Scientific classification
- Kingdom: Plantae
- Clade: Tracheophytes
- Clade: Angiosperms
- Clade: Eudicots
- Clade: Asterids
- Order: Gentianales
- Family: Rubiaceae
- Genus: Razafimandimbisonia
- Species: R. humblotii
- Binomial name: Razafimandimbisonia humblotii (Drake) Kainul. & B.Bremer
- Synonyms: Alberta humblotii Drake; Alberta humblotii var. obovata Cavaco;

= Razafimandimbisonia humblotii =

- Genus: Razafimandimbisonia
- Species: humblotii
- Authority: (Drake) Kainul. & B.Bremer
- Conservation status: LC
- Synonyms: Alberta humblotii Drake, Alberta humblotii var. obovata Cavaco

Species of flowering plant

Razafimandimbisonia humblotii is a species of flowering plant in the family Rubiaceae. It is a tree native to Madagascar. Its IUCN conservation status is Least Concern.

==Taxonomy==
Emmanuel Drake del Castillo described Razafimandimbisonia humblotii in 1897, and placed it in the genus Alberta.

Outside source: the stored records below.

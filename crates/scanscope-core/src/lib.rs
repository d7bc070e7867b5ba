/// ScanScope Core: data model, engine protocol, and the scan ledger.
///
/// This crate contains all business logic that does not depend on the
/// session controller's event loop. It is designed to be reusable across
/// different frontends (GUI, CLI, TUI).
///
/// # Modules
///
/// - [`model`]: File entries, the bounded largest-files tracker, size formatting.
/// - [`engine`]: Notifications and replies exchanged with the external scan engine.
/// - [`usage`]: Disk usage overview returned by the usage-query service.
/// - [`history`]: Capacity-bounded ledger of finished scans and its stores.
/// - [`settings`]: User-tunable limits and intervals, persisted as JSON.
/// - [`error`]: Crate-wide error type.
pub mod engine;
pub mod error;
pub mod history;
pub mod model;
pub mod settings;
pub mod usage;

pub use error::{CoreError, Result};
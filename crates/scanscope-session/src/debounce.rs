/// Cancellable trailing-edge timer.
///
/// The controller polls it once per tick rather than owning a timer thread.
/// Scheduling always replaces the pending deadline, so a burst of triggers
/// collapses into one firing `delay` after the last of them.
use std::time::{Duration, Instant};

#[derive(Debug, Clone)]
pub struct Debouncer {
    delay: Duration,
    deadline: Option<Instant>,
    detail: Option<String>,
}

impl Debouncer {
    pub fn new(delay: Duration) -> Self {
        Self {
            delay,
            deadline: None,
            detail: None,
        }
    }

    /// (Re)arm the timer. `detail` replaces whatever the earlier trigger carried.
    pub fn schedule(&mut self, now: Instant, detail: impl Into<String>) {
        self.deadline = Some(now + self.delay);
        self.detail = Some(detail.into());
    }

    pub fn cancel(&mut self) {
        self.deadline = None;
        self.detail = None;
    }

    /// Fire if the deadline has passed, returning the latest trigger's detail.
    pub fn fire(&mut self, now: Instant) -> Option<String> {
        match self.deadline {
            Some(deadline) if now >= deadline => {
                self.deadline = None;
                Some(self.detail.take().unwrap_or_default())
            }
            _ => None,
        }
    }
}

In 1968, Alberto Cavaco named the species Alberta humblotii var. obovata.

In 2009, Kent Kainulainen and Birgitta Bremer created the genus Razafimandimbisonia, moving R. humblotii and four other species into it.

==Distribution==
Razafimandimbisonia humblotii is native to central and eastern Madagascar. It is endemic to Madagscar, and is present in Antsiranana Province, Fianarantsoa Province, and Toamasina Province.

The species grows in the seasonally dry tropical biome, in moist montane forests and rainforests. It is present at altitudes of 170-2195 m. The species occupies an area of around 64 km2, though this may be a significant underestimate. There are at least twelve subpopulations.

==Description==
Razafimandimbisonia humblotii is a tree up to 15 m high. The leaves are leathery and persistent. The fruits are dehiscent.

==Conservation==
In 2019, the IUCN assessed Razafimandimbisonia humblotii as of Least Concern. It is present in ten protected areas, including Andringitra National Park and Mananara-Nord National Park. The species is threatened by habitat loss, which may be caused by logging and fire.